極上エリートの甘美な溺愛
自分はなんて単純なんだろうと思いながらも、この日をきっかけに玲華は建築学部への進学を希望し、早速、親にもその事を伝えた。
たとえ両親から美大への進学を勧められても、自分の思いをわかってもらおうと、覚悟を決めて切り出したけれど、そんな覚悟は不要だった。

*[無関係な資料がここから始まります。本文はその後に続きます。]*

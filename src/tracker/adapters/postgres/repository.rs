//! `PostgreSQL` repository implementation for tracker storage.

use super::{
    models::{
        NewProjectRow, NewSprintRow, NewTaskRow, ProjectChangeset, ProjectRow, SprintChangeset,
        SprintRow, TaskChangeset, TaskRow,
    },
    schema::{projects, sprints, tasks},
};
use crate::tracker::{
    domain::{
        EntityRef, OwnerIdentity, PersistedProjectData, PersistedSprintData, PersistedTaskData,
        Project, ProjectId, Sprint, SprintId, SprintSchedule, SprintStatus, Task, TaskId,
        TaskStatus, Title,
    },
    ports::{TrackerRepository, TrackerRepositoryError, TrackerRepositoryResult},
};
use async_trait::async_trait;
use diesel::pg::PgConnection;
use diesel::prelude::*;
use diesel::r2d2::{ConnectionManager, Pool};
use diesel::result::{DatabaseErrorKind, Error as DieselError};
use tracing::debug;

/// `PostgreSQL` connection pool type used by tracker adapters.
pub type TrackerPgPool = Pool<ConnectionManager<PgConnection>>;

/// `PostgreSQL`-backed tracker repository.
#[derive(Debug, Clone)]
pub struct PostgresTrackerRepository {
    pool: TrackerPgPool,
}

impl PostgresTrackerRepository {
    /// Creates a new repository from a `PostgreSQL` connection pool.
    #[must_use]
    pub const fn new(pool: TrackerPgPool) -> Self {
        Self { pool }
    }

    async fn run_blocking<F, T>(&self, f: F) -> TrackerRepositoryResult<T>
    where
        F: FnOnce(&mut PgConnection) -> TrackerRepositoryResult<T> + Send + 'static,
        T: Send + 'static,
    {
        let pool = self.pool.clone();
        tokio::task::spawn_blocking(move || {
            let mut connection = pool.get().map_err(TrackerRepositoryError::persistence)?;
            f(&mut connection)
        })
        .await
        .map_err(TrackerRepositoryError::persistence)?
    }
}

impl From<DieselError> for TrackerRepositoryError {
    fn from(err: DieselError) -> Self {
        Self::persistence(err)
    }
}

/// Maps insert failures onto duplicate-key and missing-parent errors.
fn map_insert_error(err: DieselError, entity: EntityRef, parent: EntityRef) -> TrackerRepositoryError {
    match err {
        DieselError::DatabaseError(DatabaseErrorKind::UniqueViolation, _) => {
            TrackerRepositoryError::DuplicateEntity(entity)
        }
        DieselError::DatabaseError(DatabaseErrorKind::ForeignKeyViolation, _) => {
            TrackerRepositoryError::NotFound(parent)
        }
        other => TrackerRepositoryError::persistence(other),
    }
}

fn require_affected(affected: usize, entity: EntityRef) -> TrackerRepositoryResult<()> {
    if affected == 0 {
        return Err(TrackerRepositoryError::NotFound(entity));
    }
    Ok(())
}

#[async_trait]
impl TrackerRepository for PostgresTrackerRepository {
    async fn insert_project(&self, project: &Project) -> TrackerRepositoryResult<()> {
        let entity = EntityRef::from(project.id());
        let new_row = NewProjectRow {
            id: project.id().into_inner(),
            owner_identity: project.owner().as_str().to_owned(),
            title: project.title().as_str().to_owned(),
            description: project.description().to_owned(),
            image_url: project.image_url().map(str::to_owned),
            created_at: project.created_at(),
            updated_at: project.updated_at(),
        };
        self.run_blocking(move |connection| {
            diesel::insert_into(projects::table)
                .values(&new_row)
                .execute(connection)
                .map_err(|err| map_insert_error(err, entity, entity))?;
            Ok(())
        })
        .await
    }

    async fn find_project(
        &self,
        owner: &OwnerIdentity,
        id: ProjectId,
    ) -> TrackerRepositoryResult<Option<Project>> {
        let owner_identity = owner.as_str().to_owned();
        self.run_blocking(move |connection| {
            let row = projects::table
                .filter(projects::id.eq(id.into_inner()))
                .filter(projects::owner_identity.eq(owner_identity))
                .select(ProjectRow::as_select())
                .first::<ProjectRow>(connection)
                .optional()?;
            row.map(row_to_project).transpose()
        })
        .await
    }

    async fn list_projects(&self, owner: &OwnerIdentity) -> TrackerRepositoryResult<Vec<Project>> {
        let owner_identity = owner.as_str().to_owned();
        self.run_blocking(move |connection| {
            let rows = projects::table
                .filter(projects::owner_identity.eq(owner_identity))
                .order((projects::created_at.asc(), projects::id.asc()))
                .select(ProjectRow::as_select())
                .load::<ProjectRow>(connection)?;
            rows.into_iter().map(row_to_project).collect()
        })
        .await
    }

    async fn update_project(&self, project: &Project) -> TrackerRepositoryResult<()> {
        let id = project.id();
        let changeset = ProjectChangeset {
            title: project.title().as_str().to_owned(),
            description: project.description().to_owned(),
            image_url: project.image_url().map(str::to_owned),
            updated_at: project.updated_at(),
        };
        self.run_blocking(move |connection| {
            let affected = diesel::update(projects::table.find(id.into_inner()))
                .set(&changeset)
                .execute(connection)?;
            require_affected(affected, id.into())
        })
        .await
    }

    async fn delete_project(&self, id: ProjectId) -> TrackerRepositoryResult<()> {
        self.run_blocking(move |connection| {
            connection.transaction::<_, TrackerRepositoryError, _>(|tx| {
                let project_uuid = id.into_inner();
                let sprint_ids = sprints::table
                    .filter(sprints::project_id.eq(project_uuid))
                    .select(sprints::id);
                let removed_tasks = diesel::delete(tasks::table.filter(tasks::sprint_id.eq_any(sprint_ids)))
                    .execute(tx)?;
                let removed_sprints =
                    diesel::delete(sprints::table.filter(sprints::project_id.eq(project_uuid)))
                        .execute(tx)?;
                let removed = diesel::delete(projects::table.find(project_uuid)).execute(tx)?;
                require_affected(removed, id.into())?;
                debug!(
                    project_id = %id,
                    removed_sprints,
                    removed_tasks,
                    "cascaded project delete"
                );
                Ok(())
            })
        })
        .await
    }

    async fn insert_sprint(&self, sprint: &Sprint) -> TrackerRepositoryResult<()> {
        let entity = EntityRef::from(sprint.id());
        let parent = EntityRef::from(sprint.project_id());
        let schedule = sprint.schedule();
        let new_row = NewSprintRow {
            id: sprint.id().into_inner(),
            project_id: sprint.project_id().into_inner(),
            owner_identity: sprint.owner().as_str().to_owned(),
            title: sprint.title().as_str().to_owned(),
            start_date: schedule.start_date(),
            end_date: schedule.end_date(),
            starting_thoughts: sprint.starting_thoughts().to_owned(),
            ending_thoughts: sprint.ending_thoughts().map(str::to_owned),
            status: sprint.status().as_str().to_owned(),
            created_at: sprint.created_at(),
            updated_at: sprint.updated_at(),
        };
        self.run_blocking(move |connection| {
            diesel::insert_into(sprints::table)
                .values(&new_row)
                .execute(connection)
                .map_err(|err| map_insert_error(err, entity, parent))?;
            Ok(())
        })
        .await
    }

    async fn find_sprint(
        &self,
        owner: &OwnerIdentity,
        id: SprintId,
    ) -> TrackerRepositoryResult<Option<Sprint>> {
        let owner_identity = owner.as_str().to_owned();
        self.run_blocking(move |connection| {
            let row = sprints::table
                .filter(sprints::id.eq(id.into_inner()))
                .filter(sprints::owner_identity.eq(owner_identity))
                .select(SprintRow::as_select())
                .first::<SprintRow>(connection)
                .optional()?;
            row.map(row_to_sprint).transpose()
        })
        .await
    }

    async fn list_sprints(
        &self,
        owner: &OwnerIdentity,
        project_id: ProjectId,
    ) -> TrackerRepositoryResult<Vec<Sprint>> {
        let owner_identity = owner.as_str().to_owned();
        self.run_blocking(move |connection| {
            let rows = sprints::table
                .filter(sprints::project_id.eq(project_id.into_inner()))
                .filter(sprints::owner_identity.eq(owner_identity))
                .order((sprints::created_at.asc(), sprints::id.asc()))
                .select(SprintRow::as_select())
                .load::<SprintRow>(connection)?;
            rows.into_iter().map(row_to_sprint).collect()
        })
        .await
    }

    async fn update_sprint(&self, sprint: &Sprint) -> TrackerRepositoryResult<()> {
        let id = sprint.id();
        let changeset = SprintChangeset {
            title: sprint.title().as_str().to_owned(),
            ending_thoughts: sprint.ending_thoughts().map(str::to_owned),
            status: sprint.status().as_str().to_owned(),
            updated_at: sprint.updated_at(),
        };
        self.run_blocking(move |connection| {
            let affected = diesel::update(sprints::table.find(id.into_inner()))
                .set(&changeset)
                .execute(connection)?;
            require_affected(affected, id.into())
        })
        .await
    }

    async fn delete_sprint(&self, id: SprintId) -> TrackerRepositoryResult<()> {
        self.run_blocking(move |connection| {
            connection.transaction::<_, TrackerRepositoryError, _>(|tx| {
                let sprint_uuid = id.into_inner();
                let removed_tasks =
                    diesel::delete(tasks::table.filter(tasks::sprint_id.eq(sprint_uuid)))
                        .execute(tx)?;
                let removed = diesel::delete(sprints::table.find(sprint_uuid)).execute(tx)?;
                require_affected(removed, id.into())?;
                debug!(sprint_id = %id, removed_tasks, "cascaded sprint delete");
                Ok(())
            })
        })
        .await
    }

    async fn insert_task(&self, task: &Task) -> TrackerRepositoryResult<()> {
        let entity = EntityRef::from(task.id());
        let parent = EntityRef::from(task.sprint_id());
        let new_row = NewTaskRow {
            id: task.id().into_inner(),
            sprint_id: task.sprint_id().into_inner(),
            owner_identity: task.owner().as_str().to_owned(),
            title: task.title().as_str().to_owned(),
            description: task.description().map(str::to_owned),
            status: task.status().as_str().to_owned(),
            started_at: task.started_at(),
            finished_at: task.finished_at(),
            created_at: task.created_at(),
            updated_at: task.updated_at(),
        };
        self.run_blocking(move |connection| {
            diesel::insert_into(tasks::table)
                .values(&new_row)
                .execute(connection)
                .map_err(|err| map_insert_error(err, entity, parent))?;
            Ok(())
        })
        .await
    }

    async fn find_task(
        &self,
        owner: &OwnerIdentity,
        id: TaskId,
    ) -> TrackerRepositoryResult<Option<Task>> {
        let owner_identity = owner.as_str().to_owned();
        self.run_blocking(move |connection| {
            let row = tasks::table
                .filter(tasks::id.eq(id.into_inner()))
                .filter(tasks::owner_identity.eq(owner_identity))
                .select(TaskRow::as_select())
                .first::<TaskRow>(connection)
                .optional()?;
            row.map(row_to_task).transpose()
        })
        .await
    }

    async fn list_tasks(
        &self,
        owner: &OwnerIdentity,
        sprint_id: SprintId,
    ) -> TrackerRepositoryResult<Vec<Task>> {
        let owner_identity = owner.as_str().to_owned();
        self.run_blocking(move |connection| {
            let rows = tasks::table
                .filter(tasks::sprint_id.eq(sprint_id.into_inner()))
                .filter(tasks::owner_identity.eq(owner_identity))
                .order((tasks::created_at.asc(), tasks::id.asc()))
                .select(TaskRow::as_select())
                .load::<TaskRow>(connection)?;
            rows.into_iter().map(row_to_task).collect()
        })
        .await
    }

    async fn update_task(&self, task: &Task) -> TrackerRepositoryResult<()> {
        let id = task.id();
        let changeset = TaskChangeset {
            title: task.title().as_str().to_owned(),
            description: task.description().map(str::to_owned),
            status: task.status().as_str().to_owned(),
            started_at: task.started_at(),
            finished_at: task.finished_at(),
            updated_at: task.updated_at(),
        };
        self.run_blocking(move |connection| {
            let affected = diesel::update(tasks::table.find(id.into_inner()))
                .set(&changeset)
                .execute(connection)?;
            require_affected(affected, id.into())
        })
        .await
    }

    async fn delete_task(&self, id: TaskId) -> TrackerRepositoryResult<()> {
        self.run_blocking(move |connection| {
            let removed = diesel::delete(tasks::table.find(id.into_inner())).execute(connection)?;
            require_affected(removed, id.into())
        })
        .await
    }
}

fn owner_from_row(value: String) -> TrackerRepositoryResult<OwnerIdentity> {
    OwnerIdentity::new(value).map_err(TrackerRepositoryError::invalid_persisted_data)
}

fn title_from_row(value: String) -> TrackerRepositoryResult<Title> {
    Title::new(value).map_err(TrackerRepositoryError::invalid_persisted_data)
}

fn row_to_project(row: ProjectRow) -> TrackerRepositoryResult<Project> {
    Ok(Project::from_persisted(PersistedProjectData {
        id: ProjectId::from_uuid(row.id),
        owner: owner_from_row(row.owner_identity)?,
        title: title_from_row(row.title)?,
        description: row.description,
        image_url: row.image_url,
        created_at: row.created_at,
        updated_at: row.updated_at,
    }))
}

fn row_to_sprint(row: SprintRow) -> TrackerRepositoryResult<Sprint> {
    let schedule = SprintSchedule::new(row.start_date, row.end_date)
        .map_err(TrackerRepositoryError::invalid_persisted_data)?;
    let status = SprintStatus::try_from(row.status.as_str())
        .map_err(TrackerRepositoryError::invalid_persisted_data)?;
    Ok(Sprint::from_persisted(PersistedSprintData {
        id: SprintId::from_uuid(row.id),
        project_id: ProjectId::from_uuid(row.project_id),
        owner: owner_from_row(row.owner_identity)?,
        title: title_from_row(row.title)?,
        schedule,
        starting_thoughts: row.starting_thoughts,
        ending_thoughts: row.ending_thoughts,
        status,
        created_at: row.created_at,
        updated_at: row.updated_at,
    }))
}

fn row_to_task(row: TaskRow) -> TrackerRepositoryResult<Task> {
    let status = TaskStatus::try_from(row.status.as_str())
        .map_err(TrackerRepositoryError::invalid_persisted_data)?;
    Ok(Task::from_persisted(PersistedTaskData {
        id: TaskId::from_uuid(row.id),
        sprint_id: SprintId::from_uuid(row.sprint_id),
        owner: owner_from_row(row.owner_identity)?,
        title: title_from_row(row.title)?,
        description: row.description,
        status,
        started_at: row.started_at,
        finished_at: row.finished_at,
        created_at: row.created_at,
        updated_at: row.updated_at,
    }))
}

「いいんじゃない?理数系が得意なんだから、活かさなきゃ」
両親にそう言われた時には、言葉を失うほど驚いた。
それまで玲華が悩んでいたほど、両親は自分と同じ道を歩んで欲しいとは思ってはいなかったようで、勝手に両親の気持ちを読み違えていた自分が恥ずかしかった。
そして、父が仕事をしている様子を目の当たりにしたことも手伝い、以前から感じていた父への距離感が、少し縮まった気もした。
加えて、それまで二人きりで話す機会はほとんどなかった玲華と将平は、ショールームへ行った日を境に少しずつ二人でいる時間が増えた。
仲のいいグループみんなと過ごす時間の方が長かったけれど、放課後二人で一緒に帰ったり、参考書を買いに行く事もあった。
何気なく玲華の勉強を見てくれたり、親との関係改善を喜んでくれたり。
将平と親しくなり、その内面を知れば知るほど玲華が将平のことを考える時間は増え、それが恋心へと変わるのに、大した時間はかからなかった。
そして、年が明け、二人とも志望大学への合格が決まったのを機に、玲華はこれまでの内気な自分を脇におしやり、将平を学校の屋上に呼び出した。
緊張しています。
と顔中に描いてあるような必死の表情で、震えながら、生まれて初めての告白をした。
「大好きなの。卒業しても、一緒にいたい」
それが、玲華の精一杯。
将平の顔を見る事なんてできなかった。
俯く玲華の視線の先にあるのは、将平の黒い靴だけだった。
そんな玲華に、将平は苦しげな表情を見せ、しばらく考え込んだ。
玲華にとっては永遠とも思える時が流れたあと。
「わるい……」
低い声がその場に響き、玲華の生まれて初めての告白が、実ることはなかった。
卒業式は、それから3日後だった。